The trail of clothes starts halfway up the beach; a shirt hangs ragged off a torn piece of driftwood that might function as a bench, and a boot sits in a firepit long cold. Socks - three of them, woolen, tattered, with holes in both toe and heel - are scattered between the firepit and the shack's front door, where a mabari warhound lies chewing merrily away on another boot, twin to the one in the firepit; nobody wears leather boots in Rivain, and the mabari has missed the texture.

Step over the mabari and you'll find a pair of thick wool breeches, filthy and stained with travel-dust, left crumpled on the floor aND entangled with another pair - of much thinner material, more suited to the heat. A metal gorget lies heavily on the table, with no regard for the small vase of embrium flowers knocked askew by its impact. A leather vest rests sprawled over one of the only two chairs in the little hut's interior, adorned with a thick ruff of wolf's fur, unnecessary this far north. On the seat of the chair rests a traveler's knapsack, still sealed closed, with a stained worn bedroll strapped to the bottom.

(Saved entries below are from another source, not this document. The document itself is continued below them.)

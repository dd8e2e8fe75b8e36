//! Socket handles shared across tasks.
//!
//! The receive task and the connection manager may race to tear down the
//! same sockets after a disconnect, so every close here is take-and-drop on
//! an `Option`: the second close finds the slot empty and does nothing.

use std::sync::Arc;

use anyhow::Context;
use tokio::io::AsyncWriteExt;
use tokio::net::tcp::OwnedWriteHalf;
use tokio::net::TcpListener;
use tokio::sync::Mutex;

use crate::Result;

/// Clonable handle to the listening socket.
#[derive(Debug, Clone)]
pub struct ListenerGuard {
    inner: Arc<Mutex<Option<TcpListener>>>,
}

impl ListenerGuard {
    pub fn new(listener: TcpListener) -> Self {
        Self {
            inner: Arc::new(Mutex::new(Some(listener))),
        }
    }

    /// Closes the listening socket. Idempotent.
    pub async fn close(&self) {
        self.inner.lock().await.take();
    }

    pub async fn is_closed(&self) -> bool {
        self.inner.lock().await.is_none()
    }
}

/// Clonable handle to the write side of the accepted connection.
#[derive(Debug, Clone)]
pub struct PeerWriter {
    inner: Arc<Mutex<Option<OwnedWriteHalf>>>,
}

impl PeerWriter {
    pub fn new(half: OwnedWriteHalf) -> Self {
        Self {
            inner: Arc::new(Mutex::new(Some(half))),
        }
    }

    /// Writes one already-formatted line to the peer. Returns `Ok(false)`
    /// without writing when the connection has been torn down.
    pub async fn send(&self, line: &str) -> Result<bool> {
        let mut slot = self.inner.lock().await;
        match slot.as_mut() {
            Some(half) => {
                half.write_all(line.as_bytes())
                    .await
                    .context("failed to write to peer")?;
                half.flush().await.context("failed to flush peer stream")?;
                Ok(true)
            }
            None => Ok(false),
        }
    }

    /// Shuts down the write direction and drops the half. Idempotent.
    pub async fn close(&self) {
        if let Some(mut half) = self.inner.lock().await.take() {
            let _ = half.shutdown().await;
        }
    }

    pub async fn is_closed(&self) -> bool {
        self.inner.lock().await.is_none()
    }
}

Heavy metal sabatons rest at the foot of the only bed, one standing, one lying on its side. They sit atop a rug coated heavily in dog hair, and the setting sun streaming in through the only window paints the metal orange and pink. Next to them, leaning up against the wall, are two mage's staves: one adorned with an intricate carving of a woman, arms outstretched, bronze face pointed upward in rapture. The other is topped with a stylized silver dragon's head, fangs bared. Claw-shaped gauntlets rest on the small rough-hewn chest of drawers next to the bed, that functions as a make-shift night table.

And on the bed itself, Hawke dozes, Anders curled against his back; both of them are sleeping, breathing peacefully and evenly, fitting together perfectly even whilst unconscious. In the light of the waning sun they look younger than they really are. They look almost like they used to be: two young men, naive and optimistic, meeting for the first time, head over heels in love and blissfully happy.

There are no templars, and they know they will never be torn apart. A hundred years is now.